当前位置:网站首页>Data type case of machine learning -- using data to distinguish men and women based on Naive Bayesian method
Data type case of machine learning -- using data to distinguish men and women based on Naive Bayesian method
2022-07-02 09:07:00 【Qigui】
Author's brief introduction : The most important part of the whole building is the foundation , The foundation is unstable , The earth trembled and the mountains swayed . And to learn technology, we should lay a solid foundation , Pay attention to me , Take you to firm the foundation of the neighborhood of each plate .

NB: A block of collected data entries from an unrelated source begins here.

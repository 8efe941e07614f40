//! Prediction request and response types for the remote risk service.

use serde::{Deserialize, Serialize};

/// Patient attributes submitted to `POST /predict`.
///
/// Field names match the wire format of the prediction service. The gateway
/// forwards these as-is; range checks belong to whoever collects the values
/// (see [`PredictionInput::validate`]).
#[derive(Debug, Clone, PartialEq, Serialize, Deserialize)]
pub struct PredictionInput {
    /// Age in years.
    pub age: u32,
    /// Biological sex code: 1 = female, 2 = male.
    pub gender: u8,
    /// Height in centimetres.
    pub height: f64,
    /// Weight in kilograms.
    pub weight: f64,
    /// Systolic blood pressure (mmHg).
    pub ap_hi: i32,
    /// Diastolic blood pressure (mmHg).
    pub ap_lo: i32,
    /// Cholesterol band: 1 normal, 2 above normal, 3 well above normal.
    pub cholesterol: u8,
    /// Glucose band, same coding as cholesterol.
    pub gluc: u8,
    pub smoke: u8,
    pub alco: u8,
    pub active: u8,
}

impl Default for PredictionInput {
    fn default() -> Self {
        Self {
            age: 50,
            gender: 1,
            height: 165.0,
            weight: 70.0,
            ap_hi: 120,
            ap_lo: 80,
            cholesterol: 1,
            gluc: 1,
            smoke: 0,
            alco: 0,
            active: 1,
        }
    }
}

/// Inclusive bounds accepted by the input form for a single field.
#[derive(Debug, Clone, Copy, PartialEq)]
pub struct FieldBounds {
    pub min: f64,
    pub max: f64,
}

impl FieldBounds {
    const fn new(min: f64, max: f64) -> Self {
        Self { min, max }
    }

    pub fn contains(&self, value: f64) -> bool {
        value >= self.min && value <= self.max
    }
}

/// A field whose value falls outside its [`FieldBounds`].
#[derive(Debug, Clone, PartialEq)]
pub struct FieldViolation {
    pub field: &'static str,
    pub value: f64,
    pub bounds: FieldBounds,
}

impl std::fmt::Display for FieldViolation {
    fn fmt(&self, f: &mut std::fmt::Formatter<'_>) -> std::fmt::Result {
        write!(
            f,
            "{} = {} is outside {}..={}",
            self.field, self.value, self.bounds.min, self.bounds.max
        )
    }
}

impl PredictionInput {
    /// Per-field bounds, in wire order.
    pub const BOUNDS: [(&'static str, FieldBounds); 11] = [
        ("age", FieldBounds::new(1.0, 100.0)),
        ("gender", FieldBounds::new(1.0, 2.0)),
        ("height", FieldBounds::new(1.0, 250.0)),
        ("weight", FieldBounds::new(1.0, 300.0)),
        ("ap_hi", FieldBounds::new(60.0, 250.0)),
        ("ap_lo", FieldBounds::new(40.0, 180.0)),
        ("cholesterol", FieldBounds::new(1.0, 3.0)),
        ("gluc", FieldBounds::new(1.0, 3.0)),
        ("smoke", FieldBounds::new(0.0, 1.0)),
        ("alco", FieldBounds::new(0.0, 1.0)),
        ("active", FieldBounds::new(0.0, 1.0)),
    ];

    fn values(&self) -> [f64; 11] {
        [
            f64::from(self.age),
            f64::from(self.gender),
            self.height,
            self.weight,
            f64::from(self.ap_hi),
            f64::from(self.ap_lo),
            f64::from(self.cholesterol),
            f64::from(self.gluc),
            f64::from(self.smoke),
            f64::from(self.alco),
            f64::from(self.active),
        ]
    }

    /// Check every field against the form bounds.
    ///
    /// Returns all violations rather than stopping at the first one, so a
    /// caller can report the whole form at once.
    pub fn validate(&self) -> Result<(), Vec<FieldViolation>> {
        let violations: Vec<FieldViolation> = Self::BOUNDS
            .iter()
            .zip(self.values())
            .filter(|((_, bounds), value)| !bounds.contains(*value))
            .map(|((field, bounds), value)| FieldViolation {
                field,
                value,
                bounds: *bounds,
            })
            .collect();

        if violations.is_empty() {
            Ok(())
        } else {
            Err(violations)
        }
    }
}

/// Risk percentage as sent by the service: either a JSON number or a string.
#[derive(Debug, Clone, PartialEq, Serialize, Deserialize)]
#[serde(untagged)]
pub enum RiskPercentage {
    Number(f64),
    Text(String),
}

impl RiskPercentage {
    pub fn value(&self) -> Result<f64, std::num::ParseFloatError> {
        match self {
            RiskPercentage::Number(n) => Ok(*n),
            RiskPercentage::Text(s) => s.trim().parse(),
        }
    }
}

/// Response of `POST /predict`.
///
/// Only `risk_percentage` is required; every other field the service sends is
/// kept in `extra` and serialized back unchanged.
#[derive(Debug, Clone, PartialEq, Serialize, Deserialize)]
pub struct PredictionResult {
    pub risk_percentage: RiskPercentage,
    #[serde(flatten)]
    pub extra: serde_json::Map<String, serde_json::Value>,
}

impl PredictionResult {
    /// Parse `risk_percentage` as a float.
    pub fn risk_percentage(&self) -> Result<f64, std::num::ParseFloatError> {
        self.risk_percentage.value()
    }
}
//! Request gateway for the remote prediction service.
//!
//! This module defines the `PredictionService` trait that the assessment flow
//! talks to, the HTTP-backed `RequestGateway` implementing it, and the
//! classification of transport failures into `OutcomeError`.

mod classify;
mod client;

pub use classify::{classify, TransportFailure};
pub use client::{RequestGateway, DEFAULT_TIMEOUT};

use async_trait::async_trait;
use heartscope_common::{HealthStatus, PredictionInput, PredictionResult};

use crate::error::Result;

/// Calls exposed by the prediction service.
///
/// Each call is independent: implementations keep no per-call state, so
/// overlapping calls may complete in any order.
#[async_trait]
pub trait PredictionService: Send + Sync {
    /// Liveness probe. Never fails; failures are reported in the returned status.
    async fn health(&self) -> HealthStatus;

    /// Submit patient attributes and return the service response verbatim.
    async fn predict(&self, input: &PredictionInput) -> Result<PredictionResult>;
}
// File: crates/plot2d/src/text.rs
// Summary: Text shaper for axis labels and legend text using Skia textlayout.

use skia_safe as skia;
use skia::textlayout::{FontCollection, Paragraph, ParagraphBuilder, ParagraphStyle, TextStyle};

pub struct TextShaper {
    fonts: FontCollection,
}

impl TextShaper {
    pub fn new() -> Self {
        let mut fc = FontCollection::new();
        // Use system manager fallback
        fc.set_default_font_manager(skia::FontMgr::default(), None);
        Self { fonts: fc }
    }

    fn make_style(size: f32, color: skia::Color) -> TextStyle {
        let mut ts = TextStyle::new();
        ts.set_font_size(size.max(1.0));
        ts.set_color(color);
        ts.set_font_families(&["Segoe UI", "Arial", "Helvetica", "Roboto", "DejaVu Sans", "sans-serif"]);
        ts
    }

    pub fn layout(&self, text: &str, size: f32, color: skia::Color) -> Paragraph {
        let mut pstyle = ParagraphStyle::new();
        pstyle.set_text_align(skia::textlayout::TextAlign::Left);
        let mut builder = ParagraphBuilder::new(&pstyle, &self.fonts);
        let style = Self::make_style(size, color);
        builder.push_style(&style);
        builder.add_text(text);
        let mut paragraph = builder.build();
        paragraph.layout(10_000.0);
        paragraph
    }

    pub fn measure_width(&self, text: &str, size: f32) -> f32 {
        let p = self.layout(text, size, skia::Color::from_argb(0, 0, 0, 0));
        p.longest_line()
    }

    /// Draw with the left edge at `x` and the text baseline near `y`.
    pub fn draw_left(&self, canvas: &skia::Canvas, text: &str, x: f32, y: f32, size: f32, color: skia::Color) {
        let mut p = self.layout(text, size, color);
        // Paragraph draws from top-left; adjust baseline by glyph height approximation
        p.paint(canvas, (x, y - size * 0.8));
    }

    /// Draw horizontally centered on `cx`.
    pub fn draw_centered(&self, canvas: &skia::Canvas, text: &str, cx: f32, y: f32, size: f32, color: skia::Color) {
        let w = self.measure_width(text, size);
        self.draw_left(canvas, text, cx - w * 0.5, y, size, color);
    }
}

impl Default for TextShaper {
    fn default() -> Self {
        Self::new()
    }
}
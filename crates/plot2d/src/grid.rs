// File: crates/plot2d/src/grid.rs
// Summary: Grid line layout for the plotting surface.

/// Vertical grid line count across the plot rect.
pub const GRID_COLS: usize = 10;
/// Horizontal grid line count across the plot rect.
pub const GRID_ROWS: usize = 6;

/// Evenly spaced positions from `start` to `end` inclusive.
pub fn linspace(start: f64, end: f64, steps: usize) -> Vec<f64> {
    if steps < 2 { return vec![start, end]; }
    let step = (end - start) / (steps as f64 - 1.0);
    (0..steps).map(|i| start + step * i as f64).collect()
}
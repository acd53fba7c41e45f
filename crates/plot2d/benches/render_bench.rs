use anyhow::Result;
use criterion::{black_box, criterion_group, criterion_main, Criterion};
use plot2d::{Figure, Plot2d, RenderOptions};

fn build_figure(n: usize) -> Figure {
    let x: Vec<f64> = (0..n).map(|i| i as f64).collect();
    let y: Vec<f64> = (0..n)
        .map(|i| (i as f64 * 0.01).sin() * 10.0 + (i as f64 * 0.0001))
        .collect();
    let mut figure = Figure::new(Plot2d::line(x, y));
    figure.fit_limits().expect("non-empty data");
    figure
}

fn bench_render(c: &mut Criterion) {
    let mut group = c.benchmark_group("render_png_bytes");
    for &n in &[10_000usize, 50_000usize] {
        group.bench_function(format!("line_{n}"), |b| {
            let figure = build_figure(n);
            let mut opts = RenderOptions::default();
            opts.width = 800;
            opts.height = 500;
            opts.draw_labels = false;
            b.iter(|| -> Result<()> {
                let bytes = figure.render_to_png_bytes(&opts)?;
                black_box(bytes);
                Ok(())
            });
        });
    }
    group.finish();
}

criterion_group!(benches, bench_render);
criterion_main!(benches);
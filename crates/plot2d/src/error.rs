// File: crates/plot2d/src/error.rs
// Summary: Typed validation errors for chart data and limits.

use thiserror::Error;

#[derive(Debug, Error, Clone, PartialEq, Eq)]
pub enum PlotError {
    /// Display limits cannot be derived from an empty sequence.
    #[error("cannot compute limits for {what}: sequence is empty")]
    EmptyData { what: &'static str },

    /// Paired sequences must have equal length to draw anything.
    #[error("length mismatch for {what}: expected {expected}, got {got}")]
    LengthMismatch {
        what: &'static str,
        expected: usize,
        got: usize,
    },
}
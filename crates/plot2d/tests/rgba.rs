// File: crates/plot2d/tests/rgba.rs
// Purpose: Validate RGBA rendering buffer shape and background pixels.

use plot2d::{Figure, Plot2d, RenderOptions};

#[test]
fn render_rgba8_buffer() {
    let mut figure = Figure::new(Plot2d::line(vec![0.0, 4.0], vec![0.0, 4.0]));
    figure.fit_limits().expect("non-empty data");

    let mut opts = RenderOptions::default();
    opts.draw_labels = false; // avoid font variance
    let (px, w, h, stride) = figure.render_to_rgba8(&opts).expect("rgba render");
    assert_eq!(w as usize * h as usize * 4, px.len());
    assert_eq!(stride, (w as usize) * 4);

    // Default theme clears to opaque white; check the top-left pixel (RGBA)
    assert_eq!(&px[0..4], &[255, 255, 255, 255]);
}
// File: crates/plot2d/src/theme.rs
// Summary: Color palettes for chart rendering; light (plain white) is the default.

use skia_safe as skia;

#[derive(Clone, Copy, Debug)]
pub struct Theme {
    pub name: &'static str,
    pub background: skia::Color,
    pub grid: skia::Color,
    pub axis_line: skia::Color,
    pub axis_label: skia::Color,
    pub marker_fill: skia::Color,
    pub marker_edge: skia::Color,
    pub line_stroke: skia::Color,
    pub error_bar: skia::Color,
    pub scatter_fill: skia::Color,
    pub legend_fill: skia::Color,
    pub legend_border: skia::Color,
    pub legend_text: skia::Color,
}

impl Theme {
    /// Plain white background with the fixed preset series colors.
    pub fn light() -> Self {
        Self {
            name: "light",
            background: skia::Color::from_argb(255, 255, 255, 255),
            grid: skia::Color::from_argb(255, 230, 230, 235),
            axis_line: skia::Color::from_argb(255, 60, 60, 70),
            axis_label: skia::Color::from_argb(255, 20, 20, 30),
            marker_fill: skia::Color::from_argb(255, 214, 39, 40),
            marker_edge: skia::Color::from_argb(255, 60, 60, 70),
            line_stroke: skia::Color::from_argb(255, 31, 119, 180),
            error_bar: skia::Color::from_argb(255, 0, 0, 0),
            scatter_fill: skia::Color::from_argb(255, 44, 160, 44),
            legend_fill: skia::Color::from_argb(240, 255, 255, 255),
            legend_border: skia::Color::from_argb(255, 180, 180, 190),
            legend_text: skia::Color::from_argb(255, 20, 20, 30),
        }
    }

    pub fn dark() -> Self {
        Self {
            name: "dark",
            background: skia::Color::from_argb(255, 18, 18, 20),
            grid: skia::Color::from_argb(255, 40, 40, 45),
            axis_line: skia::Color::from_argb(255, 180, 180, 190),
            axis_label: skia::Color::from_argb(255, 235, 235, 245),
            marker_fill: skia::Color::from_argb(255, 255, 99, 99),
            marker_edge: skia::Color::from_argb(255, 200, 200, 210),
            line_stroke: skia::Color::from_argb(255, 64, 160, 255),
            error_bar: skia::Color::from_argb(255, 220, 220, 230),
            scatter_fill: skia::Color::from_argb(255, 80, 200, 120),
            legend_fill: skia::Color::from_argb(230, 28, 28, 32),
            legend_border: skia::Color::from_argb(255, 90, 90, 100),
            legend_text: skia::Color::from_argb(255, 235, 235, 245),
        }
    }
}

impl Default for Theme {
    fn default() -> Self {
        Theme::light()
    }
}

/// Return the built-in theme presets.
pub fn presets() -> Vec<Theme> {
    vec![Theme::light(), Theme::dark()]
}

/// Find a theme by its `name`, falling back to light.
pub fn find(name: &str) -> Theme {
    for t in presets() { if t.name.eq_ignore_ascii_case(name) { return t; } }
    Theme::light()
}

Blog home page : Qigui's blog
Included column :《 Statistical learning method 》 The second edition —— Personal notes
From the south to the North , Don't miss it , Miss this article ,“ wonderful ” May miss you la
Triple attack( Three strikes in a row ):Comment,Like and Collect—>Attention
List of articles
Write it at the front
stay 《 Statistical learning method 》 In the fourth chapter of , The author only describes the simple Bayes method roughly , Because the theory is too difficult to understand , With probability ! But it doesn't matter , Theory , I think it's ok if I don't understand it for the first time , I still don't understand it the second time , It's okay. , The third time, I still don't understand , Nothing more ... Maybe you'll think I'm teasing you ? exactly ,, Of course not . The author suggests remembering the formula . When the , You must be asking again : So many formulas , How to remember ? Which ones should I remember ? Then I can only tell you : The Buddha is . Don't talk nonsense , Let's see the actual battle !
Naive Bayes
Naive Bayes is a simple but powerful predictive modeling algorithm , Simplicity lies in the assumption that each feature is independent .
Naive Bayesian model consists of two types of probability :
- 1、 The probability of each category —— P ( C j ) P(C_{j}) P(Cj)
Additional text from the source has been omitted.